[
https://issues.apache.org/jira/browse/FLINK-37399?page=com.atlassian.jira.plugin.system.issuetabpanels:all-tabpanel
]
ASF GitHub Bot updated FLINK-37399:
-----------------------------------
Labels: pull-request-available (was: )
> Watermark alignment can prevent backlogged jobs from using all available
> resources
> ----------------------------------------------------------------------------------
>
> Key: FLINK-37399
> URL: https://issues.apache.org/jira/browse/FLINK-37399
> Project: Flink
> Issue Type: Improvement
> Components: API / DataStream
> Affects Versions: 2.0.0, 1.18.1, 1.19.2
> Reporter: Piotr Nowojski
> Assignee: Piotr Nowojski
> Priority: Major
> Labels: pull-request-available
>
> Imagine the following scenario. Max allowed watermark alignment drift is set
> to 30s and watermark alignment is synced/announced across subtasks every 1s.
> This makes perfect sense during normal records processing.

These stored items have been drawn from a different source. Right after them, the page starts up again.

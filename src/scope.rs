//! Parent/child service scopes used to construct work handlers.
//!
//! A scope is a typed map of shared services with an optional parent;
//! lookups walk the parent chain. The worker session builds a child scope on
//! top of the scope it was handed, exposing the argument-codec registry, the
//! metadata cache, the problem reporter, and the code resolver to handler
//! factories.

use std::any::{Any, TypeId};
use std::collections::HashMap;
use std::sync::Arc;

pub struct ServiceScope {
    parent: Option<Arc<ServiceScope>>,
    entries: HashMap<TypeId, Arc<dyn Any + Send + Sync>>,
}

impl ServiceScope {
    /// Start building a root scope with no parent.
    pub fn root() -> ServiceScopeBuilder {
        ServiceScopeBuilder {
            parent: None,
            entries: HashMap::new(),
        }
    }

    /// Start building a child of `parent`. Registrations in the child shadow
    /// the parent's for the same type.
    pub fn child_of(parent: &Arc<ServiceScope>) -> ServiceScopeBuilder {
        ServiceScopeBuilder {
            parent: Some(Arc::clone(parent)),
            entries: HashMap::new(),
        }
    }

    /// Look up a service by type, walking up the parent chain.
    pub fn get<T: Send + Sync + 'static>(&self) -> Option<Arc<T>> {
        if let Some(entry) = self.entries.get(&TypeId::of::<T>()) {
            return Arc::clone(entry).downcast::<T>().ok();
        }
        self.parent.as_ref().and_then(|parent| parent.get::<T>())
    }
}

pub struct ServiceScopeBuilder {
    parent: Option<Arc<ServiceScope>>,
    entries: HashMap<TypeId, Arc<dyn Any + Send + Sync>>,
}

impl ServiceScopeBuilder {
    /// Register a singleton service instance.
    pub fn register<T: Send + Sync + 'static>(mut self, value: Arc<T>) -> Self {
        self.entries.insert(TypeId::of::<T>(), value);
        self
    }

    pub fn build(self) -> Arc<ServiceScope> {
        Arc::new(ServiceScope {
            parent: self.parent,
            entries: self.entries,
        })
    }
}
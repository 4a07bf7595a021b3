//! Argument codecs for request payloads.
//!
//! The envelope codec gets a request's argument across the wire as raw JSON;
//! the session then runs it through this registry to produce the value handed
//! to the work implementation. Work implementations may register a codec for
//! their own kind to reshape the input before execution. When the session
//! failed to initialize it switches to [`CodecMode::Discard`], under which
//! incoming payload bytes are consumed and dropped without ever being
//! decoded.

use std::collections::HashMap;
use std::sync::{Arc, RwLock};

use serde_json::value::RawValue;

use crate::error::WorkError;
use crate::work::WorkSpec;

/// Reshapes a work kind's input before it reaches the handler.
pub trait ArgumentCodec: Send + Sync {
    fn decode_input(&self, input: serde_json::Value) -> Result<serde_json::Value, WorkError>;
}

/// Extensible registry of per-kind argument codecs. Registered in the
/// session's service scope so work implementations can add their own.
#[derive(Default)]
pub struct ArgumentCodecs {
    by_kind: RwLock<HashMap<String, Arc<dyn ArgumentCodec>>>,
}

impl ArgumentCodecs {
    pub fn new() -> Self {
        Self::default()
    }

    pub fn register(&self, kind: impl Into<String>, codec: Arc<dyn ArgumentCodec>) {
        if let Ok(mut by_kind) = self.by_kind.write() {
            by_kind.insert(kind.into(), codec);
        }
    }

    /// Decode a raw request payload. The payload must be a [`WorkSpec`]; if a
    /// codec is registered for its kind, the spec's input is run through it.
    pub fn decode(&self, raw: &RawValue) -> Result<serde_json::Value, WorkError> {
        let mut spec: WorkSpec = serde_json::from_str(raw.get())
            .map_err(|e| WorkError::InvalidArgument(e.to_string()))?;
        let codec = self
            .by_kind
            .read()
            .ok()
            .and_then(|by_kind| by_kind.get(&spec.kind).cloned());
        if let Some(codec) = codec {
            spec.input = codec.decode_input(spec.input)?;
        }
        serde_json::to_value(spec).map_err(|e| WorkError::InvalidArgument(e.to_string()))
    }
}

/// How the session treats incoming payloads.
pub enum CodecMode {
    /// Normal operation: decode through the registry.
    Registered(Arc<ArgumentCodecs>),
    /// Initialization failed; payloads are dropped undecoded since no codec
    /// for them was ever registered.
    Discard,
}

#[cfg(test)]
mod tests {
    use super::*;
    use crate::work::WorkSpec;
    use serde_json::json;

    fn raw_spec(spec: &WorkSpec) -> Box<RawValue> {
        RawValue::from_string(serde_json::to_string(spec).unwrap()).unwrap()
    }

    #[test]
    fn test_decode_plain_spec() {
        let codecs = ArgumentCodecs::new();
        let raw = raw_spec(&WorkSpec::new("arith.double", json!(5)));
        let decoded = codecs.decode(&raw).unwrap();
        assert_eq!(decoded["kind"], "arith.double");
        assert_eq!(decoded["input"], json!(5));
    }

    #[test]
    fn test_decode_rejects_malformed_payload() {
        let codecs = ArgumentCodecs::new();
        let raw = RawValue::from_string("[1,2,3]".to_string()).unwrap();
        let err = codecs.decode(&raw).unwrap_err();
        assert!(matches!(err, WorkError::InvalidArgument(_)));
    }

    #[test]
    fn test_registered_codec_reshapes_input() {
        struct Stringify;
        impl ArgumentCodec for Stringify {
            fn decode_input(
                &self,
                input: serde_json::Value,
            ) -> Result<serde_json::Value, WorkError> {
                Ok(json!(input.to_string()))
            }
        }

        let codecs = ArgumentCodecs::new();
        codecs.register("custom.kind", Arc::new(Stringify));

        let raw = raw_spec(&WorkSpec::new("custom.kind", json!({"a": 1})));
        let decoded = codecs.decode(&raw).unwrap();
        assert_eq!(decoded["input"], json!(r#"{"a":1}"#));

        // Other kinds pass through untouched
        let raw = raw_spec(&WorkSpec::new("arith.double", json!(5)));
        let decoded = codecs.decode(&raw).unwrap();
        assert_eq!(decoded["input"], json!(5));
    }

    #[test]
    fn test_codec_error_propagates() {
        struct Reject;
        impl ArgumentCodec for Reject {
            fn decode_input(
                &self,
                _input: serde_json::Value,
            ) -> Result<serde_json::Value, WorkError> {
                Err(WorkError::InvalidArgument("nope".to_string()))
            }
        }

        let codecs = ArgumentCodecs::new();
        codecs.register("custom.kind", Arc::new(Reject));
        let raw = raw_spec(&WorkSpec::new("custom.kind", json!(1)));
        assert!(codecs.decode(&raw).is_err());
    }
}
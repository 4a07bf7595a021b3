//! Crucible worker daemon - executes work items for a controlling process.
//!
//! `crucibled` is spawned by the daemon starter, binds a Unix socket at the
//! path it was given, and serves exactly one controller connection. Requests
//! are executed one at a time by a single worker session; log output and
//! responses travel back on the same stream so log lines always precede the
//! outcome they belong to. The process exits when the session's termination
//! gate releases (a stop request, a run-then-stop request, or the controller
//! going away).
//!
//! ## Usage
//!
//! Typically launched by the starter, never by hand:
//! `crucibled --socket <path> --worker-id <id> --isolation <flat|hierarchical>`
//!
//! ## Files
//!
//! - `<socket>` - Unix socket the controller connects to
//! - `<log-dir>/<worker-id>.log` - worker log file

use std::path::PathBuf;
use std::sync::Arc;

use clap::Parser;
use tokio::sync::mpsc;
use tracing_appender::non_blocking::WorkerGuard;
use tracing_subscriber::layer::SubscriberExt;
use tracing_subscriber::util::SubscriberInitExt;

use crucible::daemon::relay::RelayLayer;
use crucible::daemon::{LogRelay, WorkerListener, WorkerSession, serve};
use crucible::isolation::{IsolationMode, resolver_for};
use crucible::retention::{LogRetention, prune_expired_logs};
use crucible::scope::ServiceScope;
use crucible::work::{DISPATCHER_KIND, builtin};
use crucible::{config, error::Result};

#[derive(Parser)]
#[command(name = "crucibled", version, about = "Crucible worker daemon")]
struct Args {
    /// Unix socket path to bind.
    #[arg(long)]
    socket: PathBuf,

    /// Identifier for this worker, used in log output and file names.
    #[arg(long, default_value_t = config::new_worker_id())]
    worker_id: String,

    /// How work kinds resolve: pre-declared at spawn time (flat) or declared
    /// on each request (hierarchical).
    #[arg(long, value_enum, default_value_t = IsolationMode::Hierarchical)]
    isolation: IsolationMode,

    /// Work kinds pre-declared into the shared namespace. Flat mode only.
    #[arg(long = "work")]
    work: Vec<String>,

    /// Directory for the worker log file. Defaults to the standard daemon
    /// log directory.
    #[arg(long)]
    log_dir: Option<PathBuf>,

    /// Bootstrap work kind the session instantiates at startup.
    #[arg(long, default_value = DISPATCHER_KIND)]
    bootstrap: String,

    /// Remove log files older than this many days on startup. 0 disables
    /// pruning.
    #[arg(long, default_value_t = 7)]
    log_retention_days: i64,
}

#[tokio::main]
async fn main() -> anyhow::Result<()> {
    let args = Args::parse();

    let log_dir = match &args.log_dir {
        Some(dir) => dir.clone(),
        None => config::worker_log_dir(&config::daemon_dir()?),
    };
    std::fs::create_dir_all(&log_dir)?;

    let (sink, events) = mpsc::unbounded_channel();
    let relay = LogRelay::new(sink);
    let _guard = init_logging(&log_dir, &args.worker_id, relay.clone())?;

    tracing::info!(
        worker_id = %args.worker_id,
        "crucibled starting, version {}",
        env!("CARGO_PKG_VERSION")
    );

    let retention = if args.log_retention_days > 0 {
        LogRetention::days(args.log_retention_days)
    } else {
        LogRetention::Disabled
    };
    tracing::info!("log retention: {}", retention.describe());
    match prune_expired_logs(&log_dir, retention, chrono::Utc::now()) {
        Ok(removed) if removed > 0 => {
            tracing::info!("removed {removed} expired log files");
        }
        Err(e) => tracing::warn!("log cleanup failed: {e}"),
        _ => {}
    }

    let listener = WorkerListener::bind(&args.socket)?;
    tracing::info!(
        mode = %args.isolation,
        "crucibled listening on {:?}",
        listener.socket_path()
    );

    let resolver = resolver_for(
        args.isolation,
        builtin::bootstrap(),
        builtin::catalog(),
        &args.work,
    );
    let services = ServiceScope::root().build();
    let (session, released) =
        WorkerSession::initialize(&args.bootstrap, &services, resolver, relay);

    let stream = listener.accept().await?;
    tracing::debug!("controller connected");

    serve(Arc::clone(&session), stream, events, released).await?;

    tracing::info!("crucibled shutdown complete");
    Ok(())
}

/// Initialize logging: a non-blocking file layer for the worker's own log
/// file, plus the relay layer that forwards events to the controller.
///
/// The returned guard must be kept alive for the duration of the program so
/// buffered log output is flushed on exit.
fn init_logging(log_dir: &std::path::Path, worker_id: &str, relay: LogRelay) -> Result<WorkerGuard> {
    use tracing_subscriber::EnvFilter;

    let file_appender =
        tracing_appender::rolling::never(log_dir, format!("{worker_id}.log"));
    let (non_blocking, guard) = tracing_appender::non_blocking(file_appender);

    tracing_subscriber::registry()
        .with(EnvFilter::try_from_default_env().unwrap_or_else(|_| EnvFilter::new("info")))
        .with(
            tracing_subscriber::fmt::layer()
                .with_writer(non_blocking)
                .with_ansi(false)
                .with_target(true),
        )
        .with(RelayLayer::new(relay))
        .init();

    Ok(guard)
}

> But when processing messages from backlog, it creates a problem, defacto
> capping how quickly watermarks can be progressing. For example:
> * at {{t0}} we announce that max allowed watermark is {{max_w0 =
> min(reported_watermark) + 30s}}
> * next announcement will happen at {{t1 = t0 + 1s}}
> * any source/partition that exceeds {{max_w0}} before the next announcement
> happens at {{t1}}, will be blocked by the watermark alignment
> In other words, with the above configuration (30s allowed drift announced
> every ~1s), we are de facto capping the backlog processing speed to:
> *30 "event time" seconds per each 1 "real world" second*
> The problem is the delay in how quickly watermark announcements are
> propagating between operators and the coordinator. By the time operator
> receives what is max allowed watermark, that value is already ~1s old.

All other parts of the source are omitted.